The patient's desired breast size and appearance may not be met with this procedure. Significant weight loss following reduction surgery may lead to diminished breast size to where an augmentation could be considered.
A retrospective study by Hillam et al indicated that smoking increases the chance of wound complications in reduction mammaplasty, with the odds ratio reaching 1.72. The report utilized data from over 13,000 patients.[12]
A study by Simpson et al using data from the American College of Surgeons National Surgical Quality Improvement Program (ACS NSQIP) found that out of 16,812 cases of primary reduction mammaplasty (with cancer-related procedures excluded), the overall complication rate was 6.2%, with the major complication rate being 3.0%. Complication risk factors included diabetes, bleeding disorder, hypertension, obesity, smoking, steroid use, and prolonged operative time. Body contouring, but not liposuction, performed concurrently with reduction was found to increase the major complication risk.[13]
Another study of complications in reduction mammaplasty, by Young et al, found that out of 9110 patients who underwent bilateral reduction mammaplasty, the cumulative complication rate was 11.65% in those over age 60 years, compared with 8.89% in patients under age 60 years. The report, which also used the ACS NSQIP, indicated that the risk for cerebrovascular accidents, myocardial infarction, and readmission was greater in the older group. The report also found that smoking significantly increased the risk for superficial surgical site infection and deep space infection, while diabetes significantly raised the likelihood of patient readmission, with neither risk factor being associated with age.[14]
Most patients polled postoperatively express considerable relief from their symptoms and satisfaction with the end result.

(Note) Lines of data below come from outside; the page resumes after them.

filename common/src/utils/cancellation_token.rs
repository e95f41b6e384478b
use crate::metrics::Metrics;
use std::sync::Arc;
use std::time::Duration;
use tracing::error;

/// Process-wide shutdown signal that also counts critical errors.
#[derive(Clone)]
pub struct CancellationToken {
    inner: tokio_util::sync::CancellationToken,
    metrics: Arc<Metrics>,
}

impl CancellationToken {
    pub fn new(metrics: Arc<Metrics>) -> Self {
        Self {
            inner: tokio_util::sync::CancellationToken::new(),
            metrics,
        }
    }

    pub fn cancel(&self) {
        self.inner.cancel();
    }

    pub fn cancel_on_critical_error(&self) {
        error!("Critical error occurred, cancelling token");
        self.metrics.inc_critical_errors();
        self.inner.cancel();
    }

    pub fn is_cancelled(&self) -> bool {
        self.inner.is_cancelled()
    }

    pub fn cancelled(&self) -> tokio_util::sync::WaitForCancellationFuture<'_> {
        self.inner.cancelled()
    }

    /// Sleeps for `duration`. Returns `false` if cancellation interrupted the sleep.
    pub async fn sleep(&self, duration: Duration) -> bool {
        tokio::select! {
            _ = tokio::time::sleep(duration) => true,
            _ = self.inner.cancelled() => false,
        }
    }
}
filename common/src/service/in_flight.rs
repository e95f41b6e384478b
use std::sync::Arc;
use std::sync::atomic::{AtomicU64, Ordering};

/// Counts transactions submitted and not yet settled, remembering the highest count seen.
#[derive(Debug, Clone, Default)]
pub struct InFlightTracker {
    current: Arc<AtomicU64>,
    max_observed: Arc<AtomicU64>,
}

impl InFlightTracker {
    pub fn begin(&self) -> InFlightGuard {
        let now = self.current.fetch_add(1, Ordering::SeqCst) + 1;
        self.max_observed.fetch_max(now, Ordering::SeqCst);
        InFlightGuard {
            current: self.current.clone(),
        }
    }

    pub fn current(&self) -> u64 {
        self.current.load(Ordering::SeqCst)
    }

    pub fn max_observed(&self) -> u64 {
        self.max_observed.load(Ordering::SeqCst)
    }
}

pub struct InFlightGuard {
    current: Arc<AtomicU64>,
}

impl Drop for InFlightGuard {
    fn drop(&mut self) {
        self.current.fetch_sub(1, Ordering::SeqCst);
    }
}
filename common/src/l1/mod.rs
pub mod bindings;
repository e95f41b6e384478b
use crate::utils::config::OnboardingServiceConfig;
use anyhow::Error;
use common::{
    chain_client::ChainClientPair,
    config::{ConfigTrait, RuntimeConfig},
    funds_controller::{OnboardingFunder, PendingDeposits},
    metrics::Metrics,
    service::{RunningServices, ServiceCore, ServiceTask, TracingSink},
    signer::create_signer,
    utils::{cancellation_token::CancellationToken, clock::SystemClock},
};
use std::sync::Arc;
use tracing::info;

pub mod utils;

pub const ONBOARDING_SERVICE: &str = "onboarding-funder";

/// Starts the funder that keeps newly onboarded L2 accounts above the deposit threshold.
pub async fn create_onboarding_service(
    runtime: &RuntimeConfig,
    metrics: Arc<Metrics>,
    cancel_token: CancellationToken,
) -> Result<RunningServices, Error> {
    let config = OnboardingServiceConfig::read_env_variables()
        .map_err(|e| anyhow::anyhow!("Failed to read onboarding configuration: {}", e))?;

    let signer = create_signer(&config.funder_private_key)?;
    let funding = config.funding.clone().watching_or(signer.get_address());
    info!("Onboarding config:\n{}\n{}", config, funding);

    let client = Arc::new(
        ChainClientPair::new(runtime.chain_client_config(&config.endpoints, signer))
            .await
            .map_err(|e| anyhow::anyhow!("Failed to create funder chain clients: {}", e))?,
    );

    let pending = PendingDeposits::load(funding.pending_deposits_file.clone())?;
    info!("Loaded {} pending deposit(s)", pending.len());

    let funder = OnboardingFunder::new(
        funding,
        client.clone(),
        Arc::new(SystemClock),
        pending,
        ServiceCore::new(
            ONBOARDING_SERVICE,
            runtime.service_settings(),
            Arc::new(TracingSink),
            metrics,
            cancel_token,
        ),
    );

    Ok(RunningServices {
        tasks: vec![ServiceTask::new(ONBOARDING_SERVICE, funder.run())],
        balance_client: client,
    })
}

Many are encouraged to start weight loss programs, which are easier to participate in because of a patient's increased mobility.

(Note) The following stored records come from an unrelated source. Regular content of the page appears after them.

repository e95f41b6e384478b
use crate::chain_client::ServiceError;
use alloy::primitives::{Address, B256, U256};
use serde::{Deserialize, Serialize};
use std::collections::HashMap;
use std::path::{Path, PathBuf};
use std::time::Duration;
use tracing::{debug, warn};

/// A confirmed deposit not yet visible in the recipient's L2 balance.
#[derive(Debug, Clone, PartialEq, Eq, Serialize, Deserialize)]
pub struct PendingDeposit {
    pub l1_tx_hash: B256,
    pub amount: U256,
    pub balance_before: U256,
    /// Unix seconds.
    pub submitted_at: u64,
}

#[derive(Debug, Clone, Copy, PartialEq, Eq)]
pub enum PendingStatus {
    Credited,
    Expired,
    Waiting,
}

impl PendingDeposit {
    pub fn status(&self, balance: U256, threshold: U256, now: u64, timeout: Duration) -> PendingStatus {
        if balance >= self.balance_before.saturating_add(self.amount) || balance >= threshold {
            return PendingStatus::Credited;
        }
        if now.saturating_sub(self.submitted_at) >= timeout.as_secs() {
            return PendingStatus::Expired;
        }
        PendingStatus::Waiting
    }
}

/// Pending deposits keyed by `chain_id:address`, optionally mirrored to a JSON file so a
/// restart does not fund the same account twice.
#[derive(Debug, Default)]
pub struct PendingDeposits {
    entries: HashMap<String, PendingDeposit>,
    file: Option<PathBuf>,
}

impl PendingDeposits {
    pub fn in_memory() -> Self {
        Self::default()
    }

    /// Loads the markers stored in `file`. A missing file starts empty.
    pub fn load(file: Option<PathBuf>) -> Result<Self, ServiceError> {
        let Some(path) = file else {
            return Ok(Self::in_memory());
        };
        let entries = match std::fs::read(&path) {
            Ok(raw) => serde_json::from_slice(&raw).map_err(|e| {
                ServiceError::Config(format!(
                    "pending deposits file {} is not valid JSON: {e}",
                    path.display()
                ))
            })?,
            Err(e) if e.kind() == std::io::ErrorKind::NotFound => HashMap::new(),
            Err(e) => {
                return Err(ServiceError::Config(format!(
                    "failed to read pending deposits file {}: {e}",
                    path.display()
                )));
            }
        };
        Ok(Self {
            entries,
            file: Some(path),
        })
    }

    pub fn key(chain_id: u64, address: Address) -> String {
        format!("{chain_id}:{address}")
    }

    pub fn get(&self, chain_id: u64, address: Address) -> Option<&PendingDeposit> {
        self.entries.get(&Self::key(chain_id, address))
    }

    pub fn len(&self) -> usize {
        self.entries.len()
    }

    pub fn is_empty(&self) -> bool {
        self.entries.is_empty()
    }

    pub fn insert(&mut self, chain_id: u64, address: Address, deposit: PendingDeposit) {
        self.entries.insert(Self::key(chain_id, address), deposit);
        self.persist();
    }

    pub fn remove(&mut self, chain_id: u64, address: Address) -> Option<PendingDeposit> {
        let removed = self.entries.remove(&Self::key(chain_id, address));
        if removed.is_some() {
            self.persist();
        }
        removed
    }

    fn persist(&self) {
        let Some(path) = &self.file else {
            return;
        };
        if let Err(e) = write_atomically(path, &self.entries) {
            warn!(
                "Failed to persist pending deposits to {}: {}",
                path.display(),
                e
            );
        } else {
            debug!("Persisted {} pending deposit(s)", self.entries.len());
        }
    }
}

fn write_atomically(path: &Path, entries: &HashMap<String, PendingDeposit>) -> std::io::Result<()> {
    let json = serde_json::to_vec_pretty(entries).map_err(std::io::Error::other)?;
    let tmp = path.with_extension("tmp");
    std::fs::write(&tmp, json)?;
    std::fs::rename(&tmp, path)
}

#[cfg(test)]
mod tests {
    use super::*;
    use alloy::primitives::address;

    const ACCOUNT: Address = address!("0x1234567890123456789012345678901234567890");

    fn deposit() -> PendingDeposit {
        PendingDeposit {
            l1_tx_hash: B256::repeat_byte(0xab),
            amount: U256::from(500),
            balance_before: U256::from(500),
            submitted_at: 1_000,
        }
    }

    #[test]
    fn test_status_transitions() {
        let timeout = Duration::from_secs(600);
        let threshold = U256::from(1_000);
        let pending = deposit();

        assert_eq!(
            pending.status(U256::from(500), threshold, 1_100, timeout),
            PendingStatus::Waiting
        );
        assert_eq!(
            pending.status(U256::from(1_000), threshold, 1_100, timeout),
            PendingStatus::Credited
        );
        assert_eq!(
            pending.status(U256::from(500), threshold, 1_600, timeout),
            PendingStatus::Expired
        );
    }

    #[test]
    fn test_credit_is_recognised_after_spending() {
        // The account spent some funds meanwhile, but the deposit pushed it over threshold.
        let pending = deposit();
        assert_eq!(
            pending.status(U256::from(1_200), U256::from(1_100), 1_001, Duration::from_secs(60)),
            PendingStatus::Credited
        );
    }

    #[test]
    fn test_markers_survive_reload() {
        let dir = tempfile::tempdir().unwrap();
        let path = dir.path().join("pending.json");

        let mut pending = PendingDeposits::load(Some(path.clone())).unwrap();
        assert!(pending.is_empty());
        pending.insert(167, ACCOUNT, deposit());

        let reloaded = PendingDeposits::load(Some(path.clone())).unwrap();
        assert_eq!(reloaded.get(167, ACCOUNT), Some(&deposit()));
        assert_eq!(reloaded.get(1, ACCOUNT), None);

        let mut reloaded = reloaded;
        reloaded.remove(167, ACCOUNT);
        assert!(PendingDeposits::load(Some(path)).unwrap().is_empty());
    }

    #[test]
    fn test_corrupt_file_is_a_config_error() {
        let dir = tempfile::tempdir().unwrap();
        let path = dir.path().join("pending.json");
        std::fs::write(&path, b"not json").unwrap();

        let err = PendingDeposits::load(Some(path)).unwrap_err();
        assert!(matches!(err, ServiceError::Config(_)));
    }
}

There is less risk for "bottoming out" following this technique and better long-term preservation of the desired breast shape.

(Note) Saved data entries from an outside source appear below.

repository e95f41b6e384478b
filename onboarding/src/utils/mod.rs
pub mod config;
pub mod cancellation_token;
pub mod clock;
pub mod logging;
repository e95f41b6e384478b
use crate::{oracle::OracleRelayer, utils::config::RelayerConfig};
use anyhow::Error;
use common::{
    chain_client::ChainClientPair,
    config::{ConfigTrait, RuntimeConfig},
    funds_controller::{OnboardingFunder, PendingDeposits},
    metrics::Metrics,
    service::{EventSink, RunningServices, ServiceCore, ServiceTask, TracingSink},
    signer::create_signer,
    utils::{cancellation_token::CancellationToken, clock::SystemClock},
};
use std::sync::Arc;
use tracing::info;

pub mod bindings;
pub mod oracle;
pub mod utils;

pub const ORACLE_SERVICE: &str = "oracle-relayer";
pub const FUNDER_SERVICE: &str = "relayer-funder";

/// Starts the oracle relayer and a funder keeping the relayer's L2 account topped up.
///
/// Both services sign with their own key, so they never compete for a nonce.
pub async fn create_relayer_node(
    runtime: &RuntimeConfig,
    metrics: Arc<Metrics>,
    cancel_token: CancellationToken,
) -> Result<RunningServices, Error> {
    let config = RelayerConfig::read_env_variables()
        .map_err(|e| anyhow::anyhow!("Failed to read relayer configuration: {}", e))?;
    info!("Relayer config:\n{}", config);

    let relayer_signer = create_signer(&config.relayer_private_key)?;
    let funder_signer = create_signer(&config.funder_private_key)?;
    let relayer_address = relayer_signer.get_address();

    let relayer_client = Arc::new(
        ChainClientPair::new(runtime.chain_client_config(&config.endpoints, relayer_signer))
            .await
            .map_err(|e| anyhow::anyhow!("Failed to create relayer chain clients: {}", e))?,
    );
    let funder_client = Arc::new(
        ChainClientPair::new(runtime.chain_client_config(&config.endpoints, funder_signer))
            .await
            .map_err(|e| anyhow::anyhow!("Failed to create funder chain clients: {}", e))?,
    );

    let sink: Arc<dyn EventSink> = Arc::new(TracingSink);

    let relayer = OracleRelayer::new(
        (&config).into(),
        relayer_client.clone(),
        ServiceCore::new(
            ORACLE_SERVICE,
            runtime.service_settings(),
            sink.clone(),
            metrics.clone(),
            cancel_token.clone(),
        ),
    );

    let funding = config.funding.clone().watching_or(relayer_address);
    let pending = PendingDeposits::load(funding.pending_deposits_file.clone())?;
    let funder = OnboardingFunder::new(
        funding,
        funder_client,
        Arc::new(SystemClock),
        pending,
        ServiceCore::new(
            FUNDER_SERVICE,
            runtime.service_settings(),
            sink,
            metrics,
            cancel_token,
        ),
    );

    Ok(RunningServices {
        tasks: vec![
            ServiceTask::new(ORACLE_SERVICE, relayer.run()),
            ServiceTask::new(FUNDER_SERVICE, funder.run()),
        ],
        balance_client: relayer_client,
    })
}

Full, unrestricted activities may be resumed one month after surgery with the use of a good quality sports bra (assuming there are no surgical complications).
A study by Beraldo et al suggested that in women with breast hypertrophy, breast reduction surgery can improve sexual function and relieve depression. The study included 56 women with breast hypertrophy, 29 of whom underwent breast reduction and the rest of whom did not. Using the Female Sexual Function Index and Beck Depression Inventory, the investigators found that at 3- and 6-month follow-up, the breast reduction patients reported better sexual function, while at 6-month follow-up, they demonstrated better depression scores.[15]
In a study of reduction mammoplasty in patients with macromastia, Talwar et al found that clinical, patient-reported, and aesthetic outcomes were superior when the surgery employed extended pedicles rather than free nipple grafts. Patients in the report had a reduction weight of over 1500 g per breast or a sternal notch-to-nipple distance of 40 cm or more. Satisfaction, as measured with the postoperative BREAST-Q scores, was greater with the use of extended pedicles, with aesthetic outcomes judged significantly better with the pedicle technique than with free nipple grafts, in 14 matched pairs of patients. The investigators also determined that the incidence of postoperative cellulitis in the nipple-graft patients was 23%, versus 0% in the extended-pedicle group, but the two cohorts did not differ with regard to other medical or surgical complications.[16]
Continuous efforts are being made to find methods, such as the vertical mammaplasty by Lejour, that decrease scars yet produce predictable results.
The vertical pattern has been applied to nipple grafting techniques of breast reduction with satisfactory outcomes.
Theoretically, this technique removes most, if not all of the ductal tissue and should decrease risks for ductal carcinomas.